Il grano  e  la zizzania.        E tu,  che sei ?

 

Sei  zizzania.

Il nemico di Dio,   ti ha seminato.     Ti ha spezzato, ti ha spaccato.  Ti ha separato  da Dio. E sei diventato  divisione.   Anche in te.

Ti ha messo apposta   in mezzo al grano        Ti fa sembrare grano.   Ma non sei grano.  L’inganno  ti riveste.     E sei diventato  inganno.   Anche per te.

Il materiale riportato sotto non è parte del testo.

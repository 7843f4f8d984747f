use crossterm::event::{self, Event, KeyCode, KeyEvent, KeyEventKind, KeyModifiers};
use std::time::Duration;

use crate::state::action::{BranchAction, EditAction, FilterAction, NavigationAction};
use crate::state::{AppAction, AppState, Mode};

/// Poll un événement terminal avec un timeout et retourne l'action correspondante.
pub fn handle_input_with_timeout(
    state: &AppState,
    timeout_ms: u64,
) -> std::io::Result<Option<AppAction>> {
    if event::poll(Duration::from_millis(timeout_ms))? {
        return Ok(match event::read()? {
            Event::Key(key) if key.kind == KeyEventKind::Press => map_key(key, state),
            Event::Resize(width, height) => Some(AppAction::Resize(width, height)),
            _ => None,
        });
    }
    Ok(None)
}

/// Mappe un événement clavier à une action selon le mode actif.
pub fn map_key(key: KeyEvent, state: &AppState) -> Option<AppAction> {
    // Ctrl+C quitte toujours.
    if key.modifiers.contains(KeyModifiers::CONTROL) && key.code == KeyCode::Char('c') {
        return Some(AppAction::Quit);
    }

    match &state.mode {
        Mode::Editing { .. } => map_editing_key(key),
        Mode::ConfirmingDelete { .. } => map_confirm_key(key),
        Mode::Browsing if state.list.is_filtering() => map_filter_key(key),
        Mode::Browsing => map_browsing_key(key, state),
    }
}

/// Saisie du nom de branche : toutes les touches vont au champ.
fn map_editing_key(key: KeyEvent) -> Option<AppAction> {
    let action = match key.code {
        KeyCode::Enter => return Some(AppAction::Branch(BranchAction::ConfirmCreate)),
        KeyCode::Esc => return Some(AppAction::Branch(BranchAction::CancelCreate)),
        KeyCode::Char(_) if key.modifiers.contains(KeyModifiers::CONTROL) => return None,
        KeyCode::Char(c) => EditAction::InsertChar(c),
        KeyCode::Backspace => EditAction::DeleteCharBefore,
        KeyCode::Delete => EditAction::DeleteCharAfter,
        KeyCode::Left => EditAction::CursorLeft,
        KeyCode::Right => EditAction::CursorRight,
        KeyCode::Home => EditAction::CursorHome,
        KeyCode::End => EditAction::CursorEnd,
        _ => return None,
    };
    Some(AppAction::Edit(action))
}

/// Confirmation de suppression : seules Entrée et Échap comptent.
fn map_confirm_key(key: KeyEvent) -> Option<AppAction> {
    match key.code {
        KeyCode::Enter => Some(AppAction::Branch(BranchAction::ConfirmDelete)),
        KeyCode::Esc => Some(AppAction::Branch(BranchAction::CancelDelete)),
        _ => None,
    }
}

/// Saisie du filtre : les raccourcis sont désactivés, seule Entrée est interceptée.
fn map_filter_key(key: KeyEvent) -> Option<AppAction> {
    match key.code {
        KeyCode::Enter => Some(AppAction::Branch(BranchAction::Select)),
        KeyCode::Esc => Some(AppAction::Filter(FilterAction::Clear)),
        KeyCode::Char(_) if key.modifiers.contains(KeyModifiers::CONTROL) => None,
        KeyCode::Char(c) => Some(AppAction::Filter(FilterAction::InsertChar(c))),
        KeyCode::Backspace => Some(AppAction::Filter(FilterAction::DeleteChar)),
        KeyCode::Down => Some(AppAction::Navigation(NavigationAction::MoveDown)),
        KeyCode::Up => Some(AppAction::Navigation(NavigationAction::MoveUp)),
        KeyCode::PageDown => Some(AppAction::Navigation(NavigationAction::PageDown)),
        KeyCode::PageUp => Some(AppAction::Navigation(NavigationAction::PageUp)),
        _ => None,
    }
}

fn map_browsing_key(key: KeyEvent, state: &AppState) -> Option<AppAction> {
    // Ctrl+d / Ctrl+u pour page down/up
    if key.modifiers.contains(KeyModifiers::CONTROL) {
        return match key.code {
            KeyCode::Char('d') => Some(AppAction::Navigation(NavigationAction::PageDown)),
            KeyCode::Char('u') => Some(AppAction::Navigation(NavigationAction::PageUp)),
            _ => None,
        };
    }

    match key.code {
        KeyCode::Char('q') => Some(AppAction::Quit),

        // Navigation
        KeyCode::Char('j') | KeyCode::Down => {
            Some(AppAction::Navigation(NavigationAction::MoveDown))
        }
        KeyCode::Char('k') | KeyCode::Up => Some(AppAction::Navigation(NavigationAction::MoveUp)),
        KeyCode::Char('g') | KeyCode::Home => Some(AppAction::Navigation(NavigationAction::GoTop)),
        KeyCode::Char('G') | KeyCode::End => {
            Some(AppAction::Navigation(NavigationAction::GoBottom))
        }
        KeyCode::PageUp => Some(AppAction::Navigation(NavigationAction::PageUp)),
        KeyCode::PageDown => Some(AppAction::Navigation(NavigationAction::PageDown)),

        // Branches
        KeyCode::Enter => Some(AppAction::Branch(BranchAction::Select)),
        KeyCode::Char('n') => Some(AppAction::Branch(BranchAction::StartCreate)),
        KeyCode::Char('d') => Some(AppAction::Branch(BranchAction::RequestDelete)),
        KeyCode::Char('r') => Some(AppAction::Branch(BranchAction::Reload)),

        // Filtre
        KeyCode::Char('/') => Some(AppAction::Filter(FilterAction::Open)),
        KeyCode::Esc if state.list.filter().is_applied() => {
            Some(AppAction::Filter(FilterAction::Clear))
        }

        _ => None,
    }
}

Dormivi.   Hai chiuso gli occhi. Non l’hai visto.   Non ti sei accorto.     E lo hai lasciato fare.  E lo hai lasciato andare.     E non lo puoi  fermare.     Ma Dio, si.

 

Sei  grano.

Eri zizzania.       Hai messo Gesù,  nelle tue parti spezzate.    E sono tornate intere.            Eri zizzania.       Hai messo Gesù,  nelle tue radici.     E sono tornate vere.                       Eri zizzania.       Hai messo Gesù,  nel tuo cuore.   Sono nate le spighe.  E sei diventato grano.

 

Sei grano.           Sei  il seme buono,    che viene da Gesù.                                                    Sei grano.           Hai  Gesù  nelle radici.    Che ti sostiene.                                                  Sei il grano.        Hai  Gesù  nelle foglie.    Che ti riveste.                                                         Sei grano.           Hai  Gesù  nelle spighe.    Che ti riempie.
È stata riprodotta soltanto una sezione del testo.